Janie In My Heart
June 18, 2012
— anfield, Dealing with Cancer, Dying of Cancer, Fernando Torres' Form, Fields of Anfield Road, Football Songs, Golden Gates, Kop Legend, Liverpool FC Songs, Pearly Gates of Heaven, Poignant Short Story, Sad Story, Short Story about Cancer, YNWA, You'll Never Walk Alone
by Thomas Ang
Nov 1, 2010
I promised Laura that I would explain it to her eight-year-old daughter, Janie. I have some regret about that now. How do I tell her that everything will be okay, when I’m not sure it’s true — when I’m pretty sure it isn’t? How can anything ever be okay again? I sure as hell won’t be. I spent thirty years looking for the love of my life, finally found her, only to have her taken away. If it weren’t for Laura I’d probably still be a drunk, or worse. Now I might be headed down that road again.
Part of me is already gone with her and she’s not even dead yet. Some days I can’t get out of bed. What’s the point? What’s the point of going out into the world and doing anything, caring about anything?

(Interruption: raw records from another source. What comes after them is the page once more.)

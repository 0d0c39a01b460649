//! Post-step control flow.
//!
//! After every step outcome the engine builds an [`AdvisingEvent`] and asks the
//! node's advisers, in declaration order, what happens next. The first adviser
//! whose `can_advise` accepts the event decides; when none does the engine
//! falls back to the plan's edges.

mod builtin;

use conductor_core::{AdviserObtainment, FailureInfo, PlanStatus, Status};
use serde::{Deserialize, Serialize};
use std::fmt;
use std::time::Duration;
use tracing::debug;

/// Everything an adviser may look at. Advisers read nothing else.
#[derive(Debug, Clone, PartialEq)]
pub struct AdvisingEvent {
    /// Proposed outcome of the step: `Succeeded` or `Failed`.
    pub status: Status,
    pub failure: Option<FailureInfo>,
    pub retry_count: u32,
    pub is_previous_adviser_expired: bool,
    pub next_node_id: Option<String>,
    pub on_failure_node_id: Option<String>,
}

impl AdvisingEvent {
    pub fn new(status: Status) -> Self {
        Self {
            status,
            failure: None,
            retry_count: 0,
            is_previous_adviser_expired: false,
            next_node_id: None,
            on_failure_node_id: None,
        }
    }

    pub fn with_failure(mut self, failure: Option<FailureInfo>) -> Self {
        self.failure = failure;
        self
    }

    pub fn with_retry_count(mut self, retry_count: u32) -> Self {
        self.retry_count = retry_count;
        self
    }

    pub fn with_expired(mut self, expired: bool) -> Self {
        self.is_previous_adviser_expired = expired;
        self
    }

    pub fn with_edges(mut self, next_node_id: Option<String>, on_failure_node_id: Option<String>) -> Self {
        self.next_node_id = next_node_id;
        self.on_failure_node_id = on_failure_node_id;
        self
    }

    pub fn is_failure(&self) -> bool {
        self.status == Status::Failed
    }
}

#[derive(Debug, Clone, PartialEq, Serialize, Deserialize)]
#[serde(tag = "type", rename_all = "snake_case")]
pub enum AdviserResponse {
    /// Finalise with `status` and continue at `next_node_id`, or end the chain.
    NextStep {
        next_node_id: Option<String>,
        status: Status,
    },
    /// Run the step again after `delay`; `attempt` is the 1-based retry number.
    Retry { delay: Duration, attempt: u32 },
    IgnoreFailure { next_node_id: Option<String> },
    MarkSuccess { next_node_id: Option<String> },
    MarkFailed,
    EndPlan { status: PlanStatus },
}

impl AdviserResponse {
    pub fn kind(&self) -> &'static str {
        match self {
            Self::NextStep { .. } => "next_step",
            Self::Retry { .. } => "retry",
            Self::IgnoreFailure { .. } => "ignore_failure",
            Self::MarkSuccess { .. } => "mark_success",
            Self::MarkFailed => "mark_failed",
            Self::EndPlan { .. } => "end_plan",
        }
    }
}

impl fmt::Display for AdviserResponse {
    fn fmt(&self, f: &mut fmt::Formatter<'_>) -> fmt::Result {
        match self {
            Self::NextStep {
                next_node_id: Some(next),
                status,
            } => write!(f, "next_step({status} -> {next})"),
            Self::NextStep { status, .. } => write!(f, "next_step({status})"),
            Self::Retry { delay, attempt } => {
                write!(f, "retry(#{attempt} after {}ms)", delay.as_millis())
            }
            Self::EndPlan { status } => write!(f, "end_plan({status})"),
            other => f.write_str(other.kind()),
        }
    }
}

pub trait Adviser {
    fn can_advise(&self, event: &AdvisingEvent) -> bool;
    fn advise(&self, event: &AdvisingEvent) -> AdviserResponse;
}

/// Maps a configured obtainment to its decision logic.
pub fn adviser_for(obtainment: &AdviserObtainment) -> &dyn Adviser {
    match obtainment {
        AdviserObtainment::OnSuccess(a) => a,
        AdviserObtainment::OnFail(a) => a,
        AdviserObtainment::Retry(a) => a,
        AdviserObtainment::IgnoreFailure(a) => a,
        AdviserObtainment::MarkSuccess(a) => a,
        AdviserObtainment::EndPlan(a) => a,
    }
}

#[derive(Debug, Clone, Copy, Default)]
pub struct AdviserEngine;

impl AdviserEngine {
    pub fn new() -> Self {
        Self
    }

    pub fn advise(&self, advisers: &[AdviserObtainment], event: &AdvisingEvent) -> AdviserResponse {
        let response = advisers
            .iter()
            .find(|obtainment| adviser_for(obtainment).can_advise(event))
            .map(|obtainment| {
                debug!(adviser = obtainment.kind(), "Adviser selected");
                adviser_for(obtainment).advise(event)
            })
            .unwrap_or_else(|| Self::pass_through(event));

        match response {
            AdviserResponse::Retry { .. } if event.is_previous_adviser_expired => {
                debug!(retry_count = event.retry_count, "Retry budget spent, failing node");
                AdviserResponse::MarkFailed
            }
            other => other,
        }
    }

    /// Default when no adviser applies: follow the next edge on success, fail closed otherwise.
    fn pass_through(event: &AdvisingEvent) -> AdviserResponse {
        match event.status {
            Status::Succeeded | Status::IgnoreFailed => AdviserResponse::NextStep {
                next_node_id: event.next_node_id.clone(),
                status: event.status,
            },
            _ => AdviserResponse::MarkFailed,
        }
    }
}

#[cfg(test)]
mod tests {
    use super::*;
    use conductor_core::{
        EndPlanAdviser, OnFailAdviser, OnSuccessAdviser, RepairAction, RetryAdviser,
    };

    fn failed(code: &str) -> AdvisingEvent {
        AdvisingEvent::new(Status::Failed)
            .with_failure(Some(FailureInfo::new(code, "boom")))
            .with_edges(Some("next".into()), Some("cleanup".into()))
    }

    #[test]
    fn test_pass_through_defaults() {
        let engine = AdviserEngine::new();
        let success = AdvisingEvent::new(Status::Succeeded).with_edges(Some("b".into()), None);
        assert_eq!(
            engine.advise(&[], &success),
            AdviserResponse::NextStep {
                next_node_id: Some("b".into()),
                status: Status::Succeeded
            }
        );
        assert_eq!(engine.advise(&[], &failed("E1")), AdviserResponse::MarkFailed);
    }

    #[test]
    fn test_first_applicable_adviser_wins() {
        let engine = AdviserEngine::new();
        let advisers = vec![
            AdviserObtainment::OnSuccess(OnSuccessAdviser::default()),
            AdviserObtainment::OnFail(OnFailAdviser {
                failure_codes: vec!["E2".into()],
            }),
            AdviserObtainment::Retry(RetryAdviser::new(2)),
        ];

        // OnSuccess does not apply to failures, OnFail filters on E2.
        assert_eq!(
            engine.advise(&advisers, &failed("E1")),
            AdviserResponse::Retry {
                delay: Duration::ZERO,
                attempt: 1
            }
        );
        assert_eq!(
            engine.advise(&advisers, &failed("E2")),
            AdviserResponse::NextStep {
                next_node_id: Some("cleanup".into()),
                status: Status::Failed
            }
        );
    }

    #[test]
    fn test_expired_flag_downgrades_retry() {
        let engine = AdviserEngine::new();
        let advisers = vec![AdviserObtainment::Retry(RetryAdviser::new(100))];
        let event = failed("E1").with_expired(true);
        assert_eq!(engine.advise(&advisers, &event), AdviserResponse::MarkFailed);
    }

    #[test]
    fn test_advice_is_deterministic() {
        let engine = AdviserEngine::new();
        let advisers = vec![
            AdviserObtainment::Retry(
                RetryAdviser::new(3).with_after_retries(RepairAction::EndPlan),
            ),
            AdviserObtainment::EndPlan(EndPlanAdviser {
                on_statuses: vec![Status::Failed],
            }),
        ];
        for retry_count in 0..5 {
            let event = failed("E1").with_retry_count(retry_count);
            let first = engine.advise(&advisers, &event);
            for _ in 0..10 {
                assert_eq!(engine.advise(&advisers, &event), first);
            }
        }
    }

    #[test]
    fn test_display() {
        let response = AdviserResponse::Retry {
            delay: Duration::from_millis(250),
            attempt: 2,
        };
        assert_eq!(response.to_string(), "retry(#2 after 250ms)");
        assert_eq!(AdviserResponse::MarkFailed.to_string(), "mark_failed");
    }
}
use sqlx::sqlite::{SqliteConnectOptions, SqliteJournalMode, SqlitePoolOptions};
use sqlx::SqlitePool;
use std::str::FromStr;
use std::time::Duration;

pub async fn create_pool(database_url: &str) -> Result<SqlitePool, sqlx::Error> {
    let options = SqliteConnectOptions::from_str(database_url)?
        .create_if_missing(true)
        .journal_mode(SqliteJournalMode::Wal)
        .busy_timeout(Duration::from_secs(30))
        .pragma("foreign_keys", "ON");

    let pool = SqlitePoolOptions::new()
        .max_connections(10)
        .min_connections(1)
        .acquire_timeout(Duration::from_secs(5))
        .idle_timeout(Duration::from_secs(600))
        .connect_with(options)
        .await?;

    Ok(pool)
}

/// Single-connection pool over an in-memory database. Every connection to
/// `sqlite::memory:` is a separate database, so the pool must never open a second.
pub async fn create_memory_pool() -> Result<SqlitePool, sqlx::Error> {
    let options = SqliteConnectOptions::from_str("sqlite::memory:")?.pragma("foreign_keys", "ON");

    SqlitePoolOptions::new()
        .max_connections(1)
        .min_connections(1)
        .acquire_timeout(Duration::from_secs(30))
        .idle_timeout(None)
        .max_lifetime(None)
        .connect_with(options)
        .await
}

pub async fn run_migrations(pool: &SqlitePool) -> Result<(), sqlx::migrate::MigrateError> {
    sqlx::migrate!("./migrations").run(pool).await
}

#[cfg(test)]
mod tests {
    use super::*;

    #[tokio::test]
    async fn test_create_memory_pool_and_migrate() {
        let pool = create_memory_pool().await.unwrap();
        run_migrations(&pool).await.unwrap();

        let tables: Vec<(String,)> = sqlx::query_as(
            "SELECT name FROM sqlite_master WHERE type = 'table' AND name NOT LIKE '\\_%' ESCAPE '\\' ORDER BY name",
        )
        .fetch_all(&pool)
        .await
        .unwrap();
        let names: Vec<&str> = tables.iter().map(|(n,)| n.as_str()).collect();
        assert_eq!(
            names,
            vec![
                "interrupts",
                "node_executions",
                "plan_executions",
                "wait_instances",
                "work_items"
            ]
        );
    }

    #[tokio::test]
    async fn test_create_file_pool() {
        let dir = tempfile::tempdir().unwrap();
        let url = format!("sqlite://{}", dir.path().join("conductor.db").display());
        let pool = create_pool(&url).await.unwrap();
        assert!(run_migrations(&pool).await.is_ok());
    }
}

Everything that matters to me is to be taken away, and I’m not sure I can bring myself to let anything else ever matter again.
Janie. She’s the other thing that matters and the one thing I’ll be left with when Laura’s gone. Whether I like it or not, her daughter is the one reason for me to go on living. She’s a responsibility — a burden when I’d rather join Laura, go off and drink myself to death — that will keep me alive. If I can’t live for myself anymore, at least I’ll live to take care of Janie. She’ll be the one bit of Laura left in the world.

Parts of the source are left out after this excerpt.